Background and objectives: Currently, Many people are suffering from chronic allergic inflammatory diseases, such as atopic dermatitis, allergic rhinoconjunctivitis. Unfortunately, there is no definitive treatment of allergic disease. Chicoric acid is the component of Taraxacum.
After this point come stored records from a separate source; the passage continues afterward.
//! Multispectral alteration mapping
//!
//! - Alteration indices: band ratios over Landsat OLI reflectance
//! - Anomaly zones: percentile cut-offs and zone intersections

mod alteration;
mod zones;

pub use alteration::{compute_index, compute_indices, AlterationIndex, Band, LandsatBands};
pub use zones::{anomaly_zone, coincident_zones, zone_area_km2, AnomalyDirection};
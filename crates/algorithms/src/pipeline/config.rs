//! Run configuration

use serde::{Deserialize, Serialize};
use terraf_core::raster::Connectivity;
use terraf_core::{Error, Result};

use crate::geophysics::{MagneticSurface, TrendOrder};
use crate::interpolation::RbfParams;
use crate::prospectivity::{FusionWeights, RankingParams, TargetParams};
use crate::signature::SignatureParams;
use crate::similarity::IndexWeights;

/// How an interpolated point surface becomes a score raster
#[derive(Debug, Clone, Copy, PartialEq, Eq, Default, Serialize, Deserialize)]
#[serde(rename_all = "snake_case")]
pub enum PointScoring {
    /// Rescale the interpolated surface to [0, 1]
    #[default]
    Minmax,
    /// Gaussian similarity to the interpolated values at the reference sites
    SiteSimilarity,
}

/// Everything a prospecting run can be tuned with.
///
/// Every field has a default, so a partial JSON document is a valid
/// configuration.
#[derive(Debug, Clone, PartialEq, Serialize, Deserialize)]
#[serde(default)]
pub struct ProspectingConfig {
    /// Sampling radius around each reference site (metres)
    pub neighborhood_radius_m: f64,
    pub weights: FusionWeights,
    /// Percentile of the prospectivity surface used as target threshold
    pub percentile_threshold: f64,
    pub min_area_ha: f64,
    pub std_floor: f64,
    pub connectivity: Connectivity,
    /// Per-index weights for spectral similarity; `None` weighs every
    /// signature index equally
    pub index_weights: Option<IndexWeights>,
    pub rbf: RbfParams,
    pub ranking: RankingParams,
    pub point_scoring: PointScoring,
    /// Surface of the interpolated magnetic field that gets scored: the
    /// field or one of its derivatives
    pub magnetic_surface: MagneticSurface,
    /// Remove a regional polynomial trend from point data before
    /// interpolating
    pub detrend: Option<TrendOrder>,
}

impl Default for ProspectingConfig {
    fn default() -> Self {
        Self {
            neighborhood_radius_m: 500.0,
            weights: FusionWeights::default(),
            percentile_threshold: 90.0,
            min_area_ha: 50.0,
            std_floor: 1e-6,
            connectivity: Connectivity::Eight,
            index_weights: None,
            rbf: RbfParams::default(),
            ranking: RankingParams::default(),
            point_scoring: PointScoring::Minmax,
            magnetic_surface: MagneticSurface::Field,
            detrend: None,
        }
    }
}

impl ProspectingConfig {
    /// Check every invariant that can be checked without data
    pub fn validate(&self) -> Result<()> {
        self.weights.validate()?;
        self.target_params().validate()?;
        if !(self.neighborhood_radius_m > 0.0 && self.neighborhood_radius_m.is_finite()) {
            return Err(Error::config(
                "neighborhood_radius_m",
                format!("must be finite and > 0, got {}", self.neighborhood_radius_m),
            ));
        }
        if !(self.std_floor > 0.0 && self.std_floor.is_finite()) {
            return Err(Error::config(
                "std_floor",
                format!("must be finite and > 0, got {}", self.std_floor),
            ));
        }
        Ok(())
    }

    pub fn signature_params(&self) -> SignatureParams {
        SignatureParams {
            radius_m: self.neighborhood_radius_m,
            std_floor: self.std_floor,
        }
    }

    pub fn target_params(&self) -> TargetParams {
        TargetParams {
            percentile_threshold: self.percentile_threshold,
            min_area_ha: self.min_area_ha,
            pixel_area_m2: None,
            connectivity: self.connectivity,
            ranking: self.ranking,
        }
    }
}
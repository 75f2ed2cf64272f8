//! Summary statistics of a pooled sample

use serde::{Deserialize, Serialize};

use super::percentile::percentile_sorted;

/// Location and spread of a sample of finite values
#[derive(Debug, Clone, Copy, PartialEq, Serialize, Deserialize)]
pub struct SampleSummary {
    pub count: usize,
    pub mean: f64,
    /// Population standard deviation (ddof = 0)
    pub std: f64,
    pub median: f64,
    pub p25: f64,
    pub p75: f64,
    pub p90: f64,
    pub min: f64,
    pub max: f64,
}

impl SampleSummary {
    /// Summarize the finite values of `values`; `None` when there are none
    pub fn from_values(values: &[f64]) -> Option<Self> {
        let mut sorted: Vec<f64> = values.iter().copied().filter(|v| v.is_finite()).collect();
        if sorted.is_empty() {
            return None;
        }
        sorted.sort_by(f64::total_cmp);

        let n = sorted.len() as f64;
        let mean = sorted.iter().sum::<f64>() / n;
        let var = sorted.iter().map(|v| (v - mean).powi(2)).sum::<f64>() / n;

        Some(Self {
            count: sorted.len(),
            mean,
            std: var.sqrt(),
            median: percentile_sorted(&sorted, 50.0)?,
            p25: percentile_sorted(&sorted, 25.0)?,
            p75: percentile_sorted(&sorted, 75.0)?,
            p90: percentile_sorted(&sorted, 90.0)?,
            min: sorted[0],
            max: sorted[sorted.len() - 1],
        })
    }
}

/// Coefficient of variation in percent, `std / |mean| * 100` (population std).
///
/// `None` with fewer than two values or a zero mean.
pub fn coefficient_of_variation(values: &[f64]) -> Option<f64> {
    let finite: Vec<f64> = values.iter().copied().filter(|v| v.is_finite()).collect();
    if finite.len() < 2 {
        return None;
    }
    let n = finite.len() as f64;
    let mean = finite.iter().sum::<f64>() / n;
    if mean.abs() < f64::EPSILON {
        return None;
    }
    let std = (finite.iter().map(|v| (v - mean).powi(2)).sum::<f64>() / n).sqrt();
    Some(std / mean.abs() * 100.0)
}
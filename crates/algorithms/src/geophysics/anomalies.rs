//! Sigma-threshold anomaly detection on point values

use serde::Serialize;
use terraf_core::vector::{SamplePoint, SparsePointSet};
use terraf_core::{Error, Result};

/// High and low anomalies of a point set
#[derive(Debug, Clone, PartialEq, Serialize)]
pub struct AnomalyReport {
    pub mean: f64,
    pub std: f64,
    pub upper_threshold: f64,
    pub lower_threshold: f64,
    /// Indices into the input points with value > upper threshold
    pub high: Vec<usize>,
    /// Indices into the input points with value < lower threshold
    pub low: Vec<usize>,
}

fn mean_std(values: impl Iterator<Item = f64> + Clone) -> Option<(f64, f64)> {
    let n = values.clone().count();
    if n == 0 {
        return None;
    }
    let mean = values.clone().sum::<f64>() / n as f64;
    let var = values.map(|v| (v - mean).powi(2)).sum::<f64>() / n as f64;
    Some((mean, var.sqrt()))
}

/// Z-score the values (population std). Non-finite points are dropped.
pub fn standardize(points: &SparsePointSet) -> Result<SparsePointSet> {
    let finite = points.finite_points();
    let (mean, std) = mean_std(finite.iter().map(|p| p.value)).ok_or_else(|| {
        Error::Interpolation(format!("point set '{}' has no finite samples", points.label))
    })?;
    if std <= 0.0 {
        return Err(Error::Interpolation(format!(
            "point set '{}' has zero variance",
            points.label
        )));
    }
    Ok(SparsePointSet::new(
        points.label.clone(),
        finite
            .into_iter()
            .map(|p| SamplePoint::new(p.x, p.y, (p.value - mean) / std))
            .collect(),
    ))
}

/// Points beyond `mean ± sigma·std` of the finite values
pub fn detect_anomalies(points: &SparsePointSet, sigma: f64) -> Result<AnomalyReport> {
    if !(sigma > 0.0) {
        return Err(Error::InvalidParameter {
            name: "sigma",
            value: sigma.to_string(),
            reason: "must be > 0".into(),
        });
    }
    let finite = points.points.iter().map(|p| p.value).filter(|v| v.is_finite());
    let (mean, std) = mean_std(finite).ok_or_else(|| {
        Error::Interpolation(format!("point set '{}' has no finite samples", points.label))
    })?;

    let upper_threshold = mean + sigma * std;
    let lower_threshold = mean - sigma * std;
    let mut high = Vec::new();
    let mut low = Vec::new();
    for (i, p) in points.points.iter().enumerate() {
        if p.value > upper_threshold {
            high.push(i);
        } else if p.value < lower_threshold {
            low.push(i);
        }
    }

    Ok(AnomalyReport {
        mean,
        std,
        upper_threshold,
        lower_threshold,
        high,
        low,
    })
}

#[cfg(test)]
mod tests {
    use super::*;

    fn line(values: &[f64]) -> SparsePointSet {
        SparsePointSet::new(
            "mag",
            values
                .iter()
                .enumerate()
                .map(|(i, &v)| SamplePoint::new(i as f64, 0.0, v))
                .collect(),
        )
    }

    #[test]
    fn test_detect_high_and_low() {
        let mut values = vec![0.0; 20];
        values[3] = 10.0;
        values[11] = -10.0;
        let report = detect_anomalies(&line(&values), 2.0).unwrap();
        assert_eq!(report.high, vec![3]);
        assert_eq!(report.low, vec![11]);
    }

    #[test]
    fn test_standardize() {
        let z = standardize(&line(&[1.0, 3.0, f64::NAN])).unwrap();
        assert_eq!(z.len(), 2);
        assert_eq!(z.points[0].value, -1.0);
        assert_eq!(z.points[1].value, 1.0);
        assert!(standardize(&line(&[2.0, 2.0])).is_err());
    }

    #[test]
    fn test_sigma_must_be_positive() {
        assert!(detect_anomalies(&line(&[1.0, 2.0]), 0.0).is_err());
    }
}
Although, anti‐inflammatory and anti‐oxidative properties of chicoric acid were investigated in several studies, anti‐allergic effects and mechanisms on late‐phase reaction of allergic response in human mast cells (HMC‐1 cells) have not been reported. The aim of this study is to investigate the basic mechanisms about anti‐allergic inflammation effects of chicoric acid in vitro. Methods: HMC‐1 cells were incubated with chicoric acid (6.25, 12.5, 25 and 50 µM) and 20 nM of phorbol 12‐myristate 13‐acetate plus 1 µM of A23187 (PMACI). Cytotoxicity was measured with a 3‐(4, 5‐dimethylthiazol‐2‐yl)‐2, 5‐diphenyl‐tetrazolium bromide (MTT) assay. Pro‐inflammatory cytokines productions were measured with enzyme‐linked immuno sorbent assay (ELISA). Expressions of mRNA and protein were measured with real‐time polymerase chain reaction (PCR) and Western blot analysis. Results and conclusions: Chicoric acid significantly suppressed the expression of tumor necrosis factor‐alpha (TNF‐α), interleukin‐6 (IL‐6) in PMACI‐activated HMC‐1 cells by inhibit mRNA expression. Furthermore, chicoric acid reduced the activation of nuclear factor‐kappa B (NF‐κB), mitogen‐activated protein (MAP) kinase pathway and caspase‐1. These results suggest that chicoric acid probably prove to be a useful agent for treating anti‐allergic inflammation diseases. Key words: Chicoric acid; Taraxacum; Anti‐allergic effects; Human mast cell (HMC‐1 cells) 최근 아토피성 피부염, 알레르기성 비염과 같은 만성 알레르기성 염증성 질환으로 고통 받는 인구가 증가하였으나 아직까지 알레르기 질환의 효과적인 치료방법은 없었다. 따라서 알레르기 질환 치료에 효과적인 성분을 찾는 것이 전 세계적인 관심사로 대두되고 있다. 포공영 뿌리의 주성분인 chicoric acid는 페놀 화합물의 일종으로써 항산화작용, HIV‐1 억제효과, 인슐린 분비 자극, 항염 작용 등이 보고되어 있으나 알레르기 염증 반응 조절기전에 대한 연구는 아직 보고된 바 없다. 본 연구에서는 염증 유발된 HMC‐1에서 chicoric acid가 알레르기 염증 반응을 효과적으로 억제하는가를 관찰하였다. 연구 결과 chicoric acid는 TNF‐α, IL‐6 와 같은 염증성 사이토카인의 발현을 감소시켰으며 pro‐caspase‐1의 분해 억제를 통해 caspase‐1의 활성을 효과적으로 억제하였다. 또한 이러한 염증성 사이토카인 발현 억제 효과는 IκBα의 분해 억제를 통한 NF‐κB의 핵 내 이동 및 활성화 억제와 JNK, ERK, p38의 인산화 억제를 통한 MAPK 신호전달경로의 억제 기전을 통한 것임을 확인하였다. 결론적으로, chicoric acid는 염증성 사이토카인의 발현을 차단하여 비만세포 유래 알레르기 염증 반응을 효과적으로 조절하는 것으로 확인되었다. 이러한 연구 결과를 바탕으로 포공영에 함유된 chicoric acid가 알레르기질환 치료에 효과적인 후보약물이 될 수 있을 것이라 사료된다.